Le changement promis par les accroches promotionnelles intervient dès les premières secondes de « Violence », qui de sa dichotomie accentue la cassure. Le beat lourd à la « Closer » prend immédiatement corps, le chant est plus profond, plus fluide, et le beat martèle le crâne comme une goutte d’eau tombant sur la tôle d’un toit de fortune. On s‘attend même à entendre un truc du genre « you get me closer to God », mais CROWN est trop intelligent pour se sevrer directement à la source.

« Après, je ne me disais pas non plus qu’il fallait faire quelque chose de totalement différent, mais je ne me suis pas donné de limites. C’est venu comme ça. J’ai commencé en décembre 2017 et j’ai bossé quasiment tous les jours, et ça venait comme ça. »

Un processus naturel donc selon Stéphane, qui résulte en une musique très ancrée dans les nineties des cadors du genre. Les inévitables FRONT 242, mais aussi SIN, et surtout, beaucoup de contraste entre cette lumière blafarde qui s’échappe des mélodies et ces ténèbres qui enveloppent la globalité du projet. Il fallait du culot pour oser un truc pareil, mais là était la condition sine qua non pour continuer d’avancer, spécialement après les six ans d’absence nous séparant de Natron. Six ans pour changer les options, nettoyer la nappe et la débarrasser des miettes, sans oublier les agapes passées.

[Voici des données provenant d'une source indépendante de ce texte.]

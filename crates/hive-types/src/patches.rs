//! Sparse patch types for every persisted document kind.
//!
//! A patch carries only the fields a step wants to change. Each field is
//! independently optional and [`has_changes`] is the OR of every field
//! being present, so an all-absent patch is recognised as a no-op and never
//! reaches the dispatcher.
//!
//! Three field flavours exist:
//!
//! - **set** fields (`Option<T>`): present means "write this value".
//! - **clear** fields (`Option<Option<T>>`): `Some(None)` removes the field
//!   from the stored document.
//! - **merge** fields (`Option<BTreeMap<String, i64>>`): per-key entries
//!   merged into a map such as `store`, written as dotted paths so two
//!   patches touching different resources never overwrite each other.
//!
//! [`has_changes`]: RoomObjectPatch::has_changes

use std::collections::BTreeMap;

use rust_decimal::Decimal;
use serde::de::DeserializeOwned;
use serde::{Deserialize, Serialize};
use serde_json::{Map, Value};

use crate::enums::{MoneyLogType, OrderType, RoomStatus};
use crate::ids::{ObjectId, OrderId, RoomName, UserId};
use crate::snapshot::{BodyPart, Effect, InterRoom, PowerLevel, Reservation, Sign, SpawningState};

// ---------------------------------------------------------------------------
// Field changes
// ---------------------------------------------------------------------------

/// Storage-neutral description of a patch: dotted paths to set or unset.
#[derive(Debug, Clone, PartialEq, Default)]
pub struct FieldChanges {
    /// Paths to overwrite with a value.
    pub set: Map<String, Value>,
    /// Paths to remove.
    pub unset: Vec<String>,
}

impl FieldChanges {
    /// Whether nothing would be written.
    pub fn is_empty(&self) -> bool {
        self.set.is_empty() && self.unset.is_empty()
    }

    /// Fold `other` into `self`; later paths win.
    pub fn merge(&mut self, other: Self) {
        for path in other.unset {
            self.set.remove(&path);
            if !self.unset.contains(&path) {
                self.unset.push(path);
            }
        }
        for (path, value) in other.set {
            self.unset.retain(|p| p != &path);
            self.set.insert(path, value);
        }
    }

    /// Apply the changes to a JSON document in place.
    pub fn apply_to_value(&self, document: &mut Value) {
        for path in &self.unset {
            unset_path(document, path);
        }
        for (path, value) in &self.set {
            set_path(document, path, value.clone());
        }
    }

    /// Apply the changes to a typed document, round-tripping through JSON.
    pub fn apply_to<T>(&self, target: &T) -> Result<T, serde_json::Error>
    where
        T: Serialize + DeserializeOwned,
    {
        let mut value = serde_json::to_value(target)?;
        self.apply_to_value(&mut value);
        serde_json::from_value(value)
    }
}

fn set_path(document: &mut Value, path: &str, value: Value) {
    let mut current = document;
    let mut segments = path.split('.').peekable();
    while let Some(segment) = segments.next() {
        if !current.is_object() {
            *current = Value::Object(Map::new());
        }
        let Value::Object(map) = current else {
            return;
        };
        if segments.peek().is_none() {
            map.insert(segment.to_owned(), value);
            return;
        }
        current = map
            .entry(segment.to_owned())
            .or_insert_with(|| Value::Object(Map::new()));
    }
}

fn unset_path(document: &mut Value, path: &str) {
    let mut current = document;
    let mut segments = path.split('.').peekable();
    while let Some(segment) = segments.next() {
        let Value::Object(map) = current else {
            return;
        };
        if segments.peek().is_none() {
            map.remove(segment);
            return;
        }
        match map.get_mut(segment) {
            Some(next) => current = next,
            None => return,
        }
    }
}

// ---------------------------------------------------------------------------
// Patch macro
// ---------------------------------------------------------------------------

/// Generates a sparse patch struct with `has_changes`, `merge` and
/// `to_field_changes`.
macro_rules! define_patch {
    (
        $(#[$meta:meta])*
        pub struct $name:ident {
            set {
                $( $(#[$sdoc:meta])* $sfield:ident : $sty:ty => $skey:literal, )*
            }
            clear {
                $( $(#[$cdoc:meta])* $cfield:ident : $cty:ty => $ckey:literal, )*
            }
            merge {
                $( $(#[$mdoc:meta])* $mfield:ident => $mkey:literal, )*
            }
        }
    ) => {
        $(#[$meta])*
        #[derive(Debug, Clone, PartialEq, Default)]
        pub struct $name {
            $( $(#[$sdoc])* pub $sfield: Option<$sty>, )*
            $( $(#[$cdoc])* pub $cfield: Option<Option<$cty>>, )*
            $( $(#[$mdoc])* pub $mfield: Option<BTreeMap<String, i64>>, )*
        }

        impl $name {
            /// Whether any field is present.
            pub const fn has_changes(&self) -> bool {
                false
                    $( || self.$sfield.is_some() )*
                    $( || self.$cfield.is_some() )*
                    $( || self.$mfield.is_some() )*
            }

            /// Fold a later patch into this one. Present fields of `other`
            /// win; map entries merge per key.
            pub fn merge(&mut self, other: Self) {
                $(
                    if other.$sfield.is_some() {
                        self.$sfield = other.$sfield;
                    }
                )*
                $(
                    if other.$cfield.is_some() {
                        self.$cfield = other.$cfield;
                    }
                )*
                $(
                    if let Some(entries) = other.$mfield {
                        self.$mfield.get_or_insert_with(BTreeMap::new).extend(entries);
                    }
                )*
            }

            /// Lower the patch into storage-neutral field changes.
            pub fn to_field_changes(&self) -> Result<FieldChanges, serde_json::Error> {
                let mut changes = FieldChanges::default();
                $(
                    if let Some(value) = &self.$sfield {
                        changes.set.insert($skey.to_owned(), serde_json::to_value(value)?);
                    }
                )*
                $(
                    match &self.$cfield {
                        Some(Some(value)) => {
                            changes.set.insert($ckey.to_owned(), serde_json::to_value(value)?);
                        }
                        Some(None) => changes.unset.push($ckey.to_owned()),
                        None => {}
                    }
                )*
                $(
                    if let Some(entries) = &self.$mfield {
                        for (key, amount) in entries {
                            changes
                                .set
                                .insert(format!("{}.{key}", $mkey), Value::from(*amount));
                        }
                    }
                )*
                Ok(changes)
            }

            /// Apply the patch to a typed document.
            pub fn apply_to<T>(&self, target: &T) -> Result<T, serde_json::Error>
            where
                T: Serialize + DeserializeOwned,
            {
                self.to_field_changes()?.apply_to(target)
            }
        }
    };
}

Moins facile d’accès contrairement à l’ambiance un peu Dark-Pop qui s’impose, The End of All Things prend énormément de temps pour être appréhendé dans sa globalité et sa complexité cachée sous une épaisse couche de facilité de production. Si artistiquement, le résultat est gigantesque pour le groupe, le rendu n’en est pas moins classique pour les fans d’EBM et de musique électronique sombre. On y trouve des éléments de Post-Indus, avec ces strates de sons qui nous projettent dans un espace constellé d’étoiles, mais aussi cette volonté de faire adopter à la voix des impulsions moins cryptiques, à l’image du PARADISE LOST des années Post-Wave. « Neverland » aurait d’ailleurs pu se retrouver sur un album du LOST, tant sa rythmique bancale et ses superpositions de voix rappellent Host.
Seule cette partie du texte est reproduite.